▶ Dataset records:

// ── Site access descriptor ──
//
// Who may view a secure site once it is online. The legacy surface stores
// the selection as a small integer; only the eight combinations in
// `ACCESS_TABLE` exist there. The REST surface uses a list of strings.

use std::fmt;

use strum::{EnumIter, IntoEnumIterator};

use crate::error::CoreError;

/// One audience that can be allowed onto a secure site.
#[derive(Debug, Clone, Copy, PartialEq, Eq, PartialOrd, Ord, Hash, EnumIter)]
pub enum AccessGroup {
    CloudUsers,
    Visitors,
    ServiceUsers,
    SpecificUsers,
}

impl AccessGroup {
    /// Label as shown in the site security dialog.
    pub fn label(self) -> &'static str {
        match self {
            Self::CloudUsers => "Cloud users",
            Self::Visitors => "Visitors",
            Self::ServiceUsers => "Service users",
            Self::SpecificUsers => "Specific users",
        }
    }

    /// Value used by the REST `security.access` list.
    pub fn rest_value(self) -> &'static str {
        match self {
            Self::CloudUsers => "cloud",
            Self::Visitors => "visitors",
            Self::ServiceUsers => "service",
            Self::SpecificUsers => "named",
        }
    }

    /// Parse a dialog label or a REST value, ignoring case.
    pub fn parse(raw: &str) -> Option<Self> {
        let raw = raw.trim();
        Self::iter().find(|g| {
            g.label().eq_ignore_ascii_case(raw) || g.rest_value().eq_ignore_ascii_case(raw)
        })
    }
}

impl fmt::Display for AccessGroup {
    fn fmt(&self, f: &mut fmt::Formatter<'_>) -> fmt::Result {
        f.write_str(self.label())
    }
}

use AccessGroup::{CloudUsers, ServiceUsers, SpecificUsers, Visitors};

/// Legacy `xScsIsSecureSite` codes. Any code or combination outside this
/// table is rejected.
const ACCESS_TABLE: &[(u32, &[AccessGroup])] = &[
    (30, &[CloudUsers, Visitors, ServiceUsers, SpecificUsers]),
    (22, &[Visitors, ServiceUsers, SpecificUsers]),
    (6, &[Visitors, ServiceUsers]),
    (18, &[Visitors, SpecificUsers]),
    (20, &[ServiceUsers, SpecificUsers]),
    (2, &[Visitors]),
    (4, &[ServiceUsers]),
    (16, &[SpecificUsers]),
];

/// Code of a public site on the legacy surface.
pub const PUBLIC_ACCESS_CODE: u32 = 0;

/// REST access value of a public site.
pub const EVERYONE: &str = "everyone";

/// An ordered, duplicate-free set of access groups.
#[derive(Debug, Clone, PartialEq, Eq, Default)]
pub struct SiteAccess {
    groups: Vec<AccessGroup>,
}

impl SiteAccess {
    pub fn new(groups: impl IntoIterator<Item = AccessGroup>) -> Self {
        let mut groups: Vec<AccessGroup> = groups.into_iter().collect();
        groups.sort();
        groups.dedup();
        Self { groups }
    }

    /// Every group; the default for a site that is being secured.
    pub fn all() -> Self {
        Self::new(AccessGroup::iter())
    }

    /// Parse user-supplied labels such as `"Visitors,Specific users"`.
    pub fn from_labels<S: AsRef<str>>(labels: &[S]) -> Result<Self, CoreError> {
        let mut groups = Vec::with_capacity(labels.len());
        for label in labels {
            let label = label.as_ref();
            let group = AccessGroup::parse(label)
                .ok_or_else(|| CoreError::InvalidAccessSet(label.to_owned()))?;
            groups.push(group);
        }
        Ok(Self::new(groups))
    }

    /// Decode a legacy code. Codes outside the table are an error.
    pub fn from_code(code: u32) -> Result<Self, CoreError> {
        ACCESS_TABLE
            .iter()
            .find(|(c, _)| *c == code)
            .map(|(_, groups)| Self::new(groups.iter().copied()))
            .ok_or(CoreError::InvalidAccessCode(code))
    }

    /// Encode as a legacy code. Combinations outside the table are an error.
    pub fn code(&self) -> Result<u32, CoreError> {
        ACCESS_TABLE
            .iter()
            .find(|(_, groups)| *groups == self.groups.as_slice())
            .map(|(code, _)| *code)
            .ok_or_else(|| CoreError::InvalidAccessSet(self.to_string()))
    }

    /// REST values. Cloud users imply every other audience.
    pub fn rest_values(&self) -> Vec<String> {
        let groups = if self.contains(CloudUsers) {
            Self::all().groups
        } else {
            self.groups.clone()
        };
        groups.iter().map(|g| g.rest_value().to_owned()).collect()
    }

    /// Read a REST `security.access` list, ignoring values that are not
    /// audiences (such as `everyone`).
    pub fn from_rest_values<S: AsRef<str>>(values: &[S]) -> Self {
        Self::new(values.iter().filter_map(|v| AccessGroup::parse(v.as_ref())))
    }

    pub fn contains(&self, group: AccessGroup) -> bool {
        self.groups.contains(&group)
    }

    pub fn is_empty(&self) -> bool {
        self.groups.is_empty()
    }

    pub fn groups(&self) -> &[AccessGroup] {
        &self.groups
    }
}

impl fmt::Display for SiteAccess {
    fn fmt(&self, f: &mut fmt::Formatter<'_>) -> fmt::Result {
        let labels: Vec<&str> = self.groups.iter().map(|g| g.label()).collect();
        f.write_str(&labels.join(", "))
    }
}

#[cfg(test)]
mod tests {
    #![allow(clippy::unwrap_used)]

    use pretty_assertions::assert_eq;

    use super::*;

    #[test]
    fn every_table_entry_round_trips() {
        for (code, groups) in ACCESS_TABLE {
            let access = SiteAccess::from_code(*code).unwrap();
            assert_eq!(access.groups(), *groups);
            assert_eq!(access.code().unwrap(), *code);
        }
    }

    #[test]
    fn codes_outside_the_table_are_rejected() {
        for code in [0, 1, 8, 10, 14, 24, 26, 28, 31] {
            assert!(matches!(
                SiteAccess::from_code(code),
                Err(CoreError::InvalidAccessCode(c)) if c == code
            ));
        }
    }

    #[test]
    fn combinations_outside_the_table_are_rejected() {
        let cloud_only = SiteAccess::new([CloudUsers]);
        assert!(matches!(cloud_only.code(), Err(CoreError::InvalidAccessSet(_))));
        let partial_cloud = SiteAccess::new([CloudUsers, Visitors]);
        assert!(partial_cloud.code().is_err());
        assert!(SiteAccess::default().code().is_err());
    }

    #[test]
    fn labels_parse_in_any_order_and_case() {
        let access = SiteAccess::from_labels(&["specific users", "Visitors", "visitors"]).unwrap();
        assert_eq!(access.groups(), &[Visitors, SpecificUsers]);
        assert_eq!(access.code().unwrap(), 18);
        assert!(SiteAccess::from_labels(&["Robots"]).is_err());
    }

    #[test]
    fn cloud_users_imply_everyone_on_rest() {
        let access = SiteAccess::new([CloudUsers]);
        assert_eq!(
            access.rest_values(),
            vec!["cloud", "visitors", "service", "named"]
        );
        let access = SiteAccess::from_rest_values(&["visitors", "named", "everyone"]);
        assert_eq!(access.to_string(), "Visitors, Specific users");
    }
}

▶ Required action:
From top to bottom, repeat the material above word for word.

▶ Answer space:
// ── Site access descriptor ──
//
// Who may view a secure site once it is online. The legacy surface stores
// the selection as a small integer; only the eight combinations in
// `ACCESS_TABLE` exist there. The REST surface uses a list of strings.

use std::fmt;

use strum::{EnumIter, IntoEnumIterator};

use crate::error::CoreError;

/// One audience that can be allowed onto a secure site.
#[derive(Debug, Clone, Copy, PartialEq, Eq, PartialOrd, Ord, Hash, EnumIter)]
pub enum AccessGroup {
    CloudUsers,
    Visitors,
    ServiceUsers,
    SpecificUsers,
}

impl AccessGroup {
    /// Label as shown in the site security dialog.
    pub fn label(self) -> &'static str {
        match self {
            Self::CloudUsers => "Cloud users",
            Self::Visitors => "Visitors",
            Self::ServiceUsers => "Service users",
            Self::SpecificUsers => "Specific users",
        }
    }

    /// Value used by the REST `security.access` list.
    pub fn rest_value(self) -> &'static str {
        match self {
            Self::CloudUsers => "cloud",
            Self::Visitors => "visitors",
            Self::ServiceUsers => "service",
            Self::SpecificUsers => "named",
        }
    }

    /// Parse a dialog label or a REST value, ignoring case.
    pub fn parse(raw: &str) -> Option<Self> {
        let raw = raw.trim();
        Self::iter().find(|g| {
            g.label().eq_ignore_ascii_case(raw) || g.rest_value().eq_ignore_ascii_case(raw)
        })
    }
}

impl fmt::Display for AccessGroup {
    fn fmt(&self, f: &mut fmt::Formatter<'_>) -> fmt::Result {
        f.write_str(self.label())
    }
}

use AccessGroup::{CloudUsers, ServiceUsers, SpecificUsers, Visitors};

/// Legacy `xScsIsSecureSite` codes. Any code or combination outside this
/// table is rejected.
const ACCESS_TABLE: &[(u32, &[AccessGroup])] = &[
    (30, &[CloudUsers, Visitors, ServiceUsers, SpecificUsers]),
    (22, &[Visitors, ServiceUsers, SpecificUsers]),
    (6, &[Visitors, ServiceUsers]),
    (18, &[Visitors, SpecificUsers]),
    (20, &[ServiceUsers, SpecificUsers]),
    (2, &[Visitors]),
    (4, &[ServiceUsers]),
    (16, &[SpecificUsers]),
];

/// Code of a public site on the legacy surface.
pub const PUBLIC_ACCESS_CODE: u32 = 0;

/// REST access value of a public site.
pub const EVERYONE: &str = "everyone";

/// An ordered, duplicate-free set of access groups.
#[derive(Debug, Clone, PartialEq, Eq, Default)]
pub struct SiteAccess {
    groups: Vec<AccessGroup>,
}

impl SiteAccess {
    pub fn new(groups: impl IntoIterator<Item = AccessGroup>) -> Self {
        let mut groups: Vec<AccessGroup> = groups.into_iter().collect();
        groups.sort();
        groups.dedup();
        Self { groups }
    }

    /// Every group; the default for a site that is being secured.
    pub fn all() -> Self {
        Self::new(AccessGroup::iter())
    }

    /// Parse user-supplied labels such as `"Visitors,Specific users"`.
    pub fn from_labels<S: AsRef<str>>(labels: &[S]) -> Result<Self, CoreError> {
        let mut groups = Vec::with_capacity(labels.len());
        for label in labels {
            let label = label.as_ref();
            let group = AccessGroup::parse(label)
                .ok_or_else(|| CoreError::InvalidAccessSet(label.to_owned()))?;
            groups.push(group);
        }
        Ok(Self::new(groups))
    }

    /// Decode a legacy code. Codes outside the table are an error.
    pub fn from_code(code: u32) -> Result<Self, CoreError> {
        ACCESS_TABLE
            .iter()
            .find(|(c, _)| *c == code)
            .map(|(_, groups)| Self::new(groups.iter().copied()))
            .ok_or(CoreError::InvalidAccessCode(code))
    }

    /// Encode as a legacy code. Combinations outside the table are an error.
    pub fn code(&self) -> Result<u32, CoreError> {
        ACCESS_TABLE
            .iter()
            .find(|(_, groups)| *groups == self.groups.as_slice())
            .map(|(code, _)| *code)
            .ok_or_else(|| CoreError::InvalidAccessSet(self.to_string()))
    }

    /// REST values. Cloud users imply every other audience.
    pub fn rest_values(&self) -> Vec<String> {
        let groups = if self.contains(CloudUsers) {
            Self::all().groups
        } else {
            self.groups.clone()
        };
        groups.iter().map(|g| g.rest_value().to_owned()).collect()
    }

    /// Read a REST `security.access` list, ignoring values that are not
    /// audiences (such as `everyone`).
    pub fn from_rest_values<S: AsRef<str>>(values: &[S]) -> Self {
        Self::new(values.iter().filter_map(|v| AccessGroup::parse(v.as_ref())))
    }

    pub fn contains(&self, group: AccessGroup) -> bool {
        self.groups.contains(&group)
    }

    pub fn is_empty(&self) -> bool {
        self.groups.is_empty()
    }

    pub fn groups(&self) -> &[AccessGroup] {
        &self.groups
    }
}

impl fmt::Display for SiteAccess {
    fn fmt(&self, f: &mut fmt::Formatter<'_>) -> fmt::Result {
        let labels: Vec<&str> = self.groups.iter().map(|g| g.label()).collect();
        f.write_str(&labels.join(", "))
    }
}

#[cfg(test)]
mod tests {
    #![allow(clippy::unwrap_used)]

    use pretty_assertions::assert_eq;

    use super::*;

    #[test]
    fn every_table_entry_round_trips() {
        for (code, groups) in ACCESS_TABLE {
            let access = SiteAccess::from_code(*code).unwrap();
            assert_eq!(access.groups(), *groups);
            assert_eq!(access.code().unwrap(), *code);
        }
    }

    #[test]
    fn codes_outside_the_table_are_rejected() {
        for code in [0, 1, 8, 10, 14, 24, 26, 28, 31] {
            assert!(matches!(
                SiteAccess::from_code(code),
                Err(CoreError::InvalidAccessCode(c)) if c == code
            ));
        }
    }

    #[test]
    fn combinations_outside_the_table_are_rejected() {
        let cloud_only = SiteAccess::new([CloudUsers]);
        assert!(matches!(cloud_only.code(), Err(CoreError::InvalidAccessSet(_))));
        let partial_cloud = SiteAccess::new([CloudUsers, Visitors]);
        assert!(partial_cloud.code().is_err());
        assert!(SiteAccess::default().code().is_err());
    }

    #[test]
    fn labels_parse_in_any_order_and_case() {
        let access = SiteAccess::from_labels(&["specific users", "Visitors", "visitors"]).unwrap();
        assert_eq!(access.groups(), &[Visitors, SpecificUsers]);
        assert_eq!(access.code().unwrap(), 18);
        assert!(SiteAccess::from_labels(&["Robots"]).is_err());
    }

    #[test]
    fn cloud_users_imply_everyone_on_rest() {
        let access = SiteAccess::new([CloudUsers]);
        assert_eq!(
            access.rest_values(),
            vec!["cloud", "visitors", "service", "named"]
        );
        let access = SiteAccess::from_rest_values(&["visitors", "named", "everyone"]);
        assert_eq!(access.to_string(), "Visitors, Specific users");
    }
}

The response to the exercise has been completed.